START Stored data

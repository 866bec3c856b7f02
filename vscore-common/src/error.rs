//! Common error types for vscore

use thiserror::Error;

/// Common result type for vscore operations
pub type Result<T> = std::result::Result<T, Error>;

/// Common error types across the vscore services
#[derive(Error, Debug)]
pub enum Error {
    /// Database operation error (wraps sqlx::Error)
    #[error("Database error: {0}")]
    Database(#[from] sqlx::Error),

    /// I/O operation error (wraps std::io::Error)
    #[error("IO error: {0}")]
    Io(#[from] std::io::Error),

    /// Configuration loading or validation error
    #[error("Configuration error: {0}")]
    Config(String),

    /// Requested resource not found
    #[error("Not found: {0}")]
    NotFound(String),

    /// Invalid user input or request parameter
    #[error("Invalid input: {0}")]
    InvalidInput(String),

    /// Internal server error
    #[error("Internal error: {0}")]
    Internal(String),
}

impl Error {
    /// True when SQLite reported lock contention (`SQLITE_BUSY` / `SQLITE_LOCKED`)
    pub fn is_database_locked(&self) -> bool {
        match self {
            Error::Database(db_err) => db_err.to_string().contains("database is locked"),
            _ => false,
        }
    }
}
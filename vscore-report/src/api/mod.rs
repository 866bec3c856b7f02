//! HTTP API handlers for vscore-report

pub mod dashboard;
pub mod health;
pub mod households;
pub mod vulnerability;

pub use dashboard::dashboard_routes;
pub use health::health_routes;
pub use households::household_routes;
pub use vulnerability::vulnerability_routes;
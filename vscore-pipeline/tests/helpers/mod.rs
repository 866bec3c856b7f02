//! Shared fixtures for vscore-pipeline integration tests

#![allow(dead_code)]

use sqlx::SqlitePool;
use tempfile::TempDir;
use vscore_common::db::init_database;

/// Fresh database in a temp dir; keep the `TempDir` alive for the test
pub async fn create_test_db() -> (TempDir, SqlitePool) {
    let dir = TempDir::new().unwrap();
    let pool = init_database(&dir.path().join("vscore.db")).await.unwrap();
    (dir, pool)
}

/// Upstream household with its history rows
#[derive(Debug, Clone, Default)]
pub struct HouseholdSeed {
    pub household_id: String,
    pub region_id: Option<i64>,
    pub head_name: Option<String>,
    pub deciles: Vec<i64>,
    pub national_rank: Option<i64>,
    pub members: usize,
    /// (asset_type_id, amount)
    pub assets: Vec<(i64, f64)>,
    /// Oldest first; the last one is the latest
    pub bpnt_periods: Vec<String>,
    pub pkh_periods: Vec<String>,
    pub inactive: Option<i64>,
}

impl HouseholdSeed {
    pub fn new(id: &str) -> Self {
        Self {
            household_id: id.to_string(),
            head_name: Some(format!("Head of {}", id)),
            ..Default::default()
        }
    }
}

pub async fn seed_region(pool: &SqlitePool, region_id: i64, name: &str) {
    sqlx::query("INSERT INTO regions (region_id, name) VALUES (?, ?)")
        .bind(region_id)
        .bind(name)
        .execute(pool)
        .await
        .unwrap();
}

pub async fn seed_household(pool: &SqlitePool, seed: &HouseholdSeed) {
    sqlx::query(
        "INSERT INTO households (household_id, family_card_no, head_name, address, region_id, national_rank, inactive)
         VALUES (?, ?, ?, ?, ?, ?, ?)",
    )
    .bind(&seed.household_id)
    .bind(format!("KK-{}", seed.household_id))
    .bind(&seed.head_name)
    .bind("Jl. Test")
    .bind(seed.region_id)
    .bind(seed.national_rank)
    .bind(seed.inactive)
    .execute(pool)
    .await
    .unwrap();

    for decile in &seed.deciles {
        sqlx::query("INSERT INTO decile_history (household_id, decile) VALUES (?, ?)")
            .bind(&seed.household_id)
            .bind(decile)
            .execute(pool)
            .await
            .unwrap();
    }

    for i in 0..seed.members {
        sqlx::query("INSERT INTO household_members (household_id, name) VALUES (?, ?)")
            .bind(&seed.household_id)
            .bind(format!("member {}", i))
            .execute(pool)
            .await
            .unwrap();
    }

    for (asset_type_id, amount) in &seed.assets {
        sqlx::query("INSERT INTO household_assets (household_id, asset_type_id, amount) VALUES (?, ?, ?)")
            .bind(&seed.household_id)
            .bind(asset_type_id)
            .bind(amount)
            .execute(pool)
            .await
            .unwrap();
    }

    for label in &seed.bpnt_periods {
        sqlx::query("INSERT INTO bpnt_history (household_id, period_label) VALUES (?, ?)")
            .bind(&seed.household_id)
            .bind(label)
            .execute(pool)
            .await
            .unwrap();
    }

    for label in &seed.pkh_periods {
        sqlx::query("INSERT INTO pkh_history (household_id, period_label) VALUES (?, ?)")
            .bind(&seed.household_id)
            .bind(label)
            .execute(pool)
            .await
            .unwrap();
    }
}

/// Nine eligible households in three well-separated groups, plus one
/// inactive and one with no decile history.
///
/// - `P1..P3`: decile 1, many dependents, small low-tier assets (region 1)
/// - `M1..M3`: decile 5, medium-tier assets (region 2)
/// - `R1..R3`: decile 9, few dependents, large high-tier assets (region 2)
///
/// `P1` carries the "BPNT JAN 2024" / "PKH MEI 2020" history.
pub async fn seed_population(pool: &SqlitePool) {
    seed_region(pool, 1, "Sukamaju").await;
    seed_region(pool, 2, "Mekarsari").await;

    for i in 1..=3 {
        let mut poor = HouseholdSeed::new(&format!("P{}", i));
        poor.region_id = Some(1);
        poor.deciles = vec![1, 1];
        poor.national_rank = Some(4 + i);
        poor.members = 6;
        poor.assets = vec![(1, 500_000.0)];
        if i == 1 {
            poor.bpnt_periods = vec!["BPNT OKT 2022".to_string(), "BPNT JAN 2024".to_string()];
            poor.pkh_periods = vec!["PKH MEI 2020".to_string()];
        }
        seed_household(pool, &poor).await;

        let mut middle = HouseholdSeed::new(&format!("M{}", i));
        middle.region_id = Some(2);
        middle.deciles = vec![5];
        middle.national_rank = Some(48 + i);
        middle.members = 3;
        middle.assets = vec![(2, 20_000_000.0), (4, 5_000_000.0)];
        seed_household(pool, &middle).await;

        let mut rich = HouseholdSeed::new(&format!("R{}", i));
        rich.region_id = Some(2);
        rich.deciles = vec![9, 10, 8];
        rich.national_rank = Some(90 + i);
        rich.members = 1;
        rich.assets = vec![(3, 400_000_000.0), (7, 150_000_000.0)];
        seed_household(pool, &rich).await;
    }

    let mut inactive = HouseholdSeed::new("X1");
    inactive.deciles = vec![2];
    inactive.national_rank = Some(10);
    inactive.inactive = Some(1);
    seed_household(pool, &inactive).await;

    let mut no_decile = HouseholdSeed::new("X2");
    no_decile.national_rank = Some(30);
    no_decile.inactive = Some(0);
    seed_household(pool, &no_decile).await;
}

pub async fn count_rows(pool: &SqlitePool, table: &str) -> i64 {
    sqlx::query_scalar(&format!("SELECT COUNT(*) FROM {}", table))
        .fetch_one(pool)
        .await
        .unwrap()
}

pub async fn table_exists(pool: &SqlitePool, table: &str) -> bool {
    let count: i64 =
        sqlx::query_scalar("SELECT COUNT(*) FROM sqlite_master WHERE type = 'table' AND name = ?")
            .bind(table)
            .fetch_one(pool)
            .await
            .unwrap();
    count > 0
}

END Stored data

- _What this task involves_
Repeat exactly, and only, the lines of the records above, starting with the line that contains "no_decile.national_rank = Some(30);" and ending with the final line, both included.

- _Reply_
    no_decile.national_rank = Some(30);
    no_decile.inactive = Some(0);
    seed_household(pool, &no_decile).await;
}

pub async fn count_rows(pool: &SqlitePool, table: &str) -> i64 {
    sqlx::query_scalar(&format!("SELECT COUNT(*) FROM {}", table))
        .fetch_one(pool)
        .await
        .unwrap()
}

pub async fn table_exists(pool: &SqlitePool, table: &str) -> bool {
    let count: i64 =
        sqlx::query_scalar("SELECT COUNT(*) FROM sqlite_master WHERE type = 'table' AND name = ?")
            .bind(table)
            .fetch_one(pool)
            .await
            .unwrap();
    count > 0
}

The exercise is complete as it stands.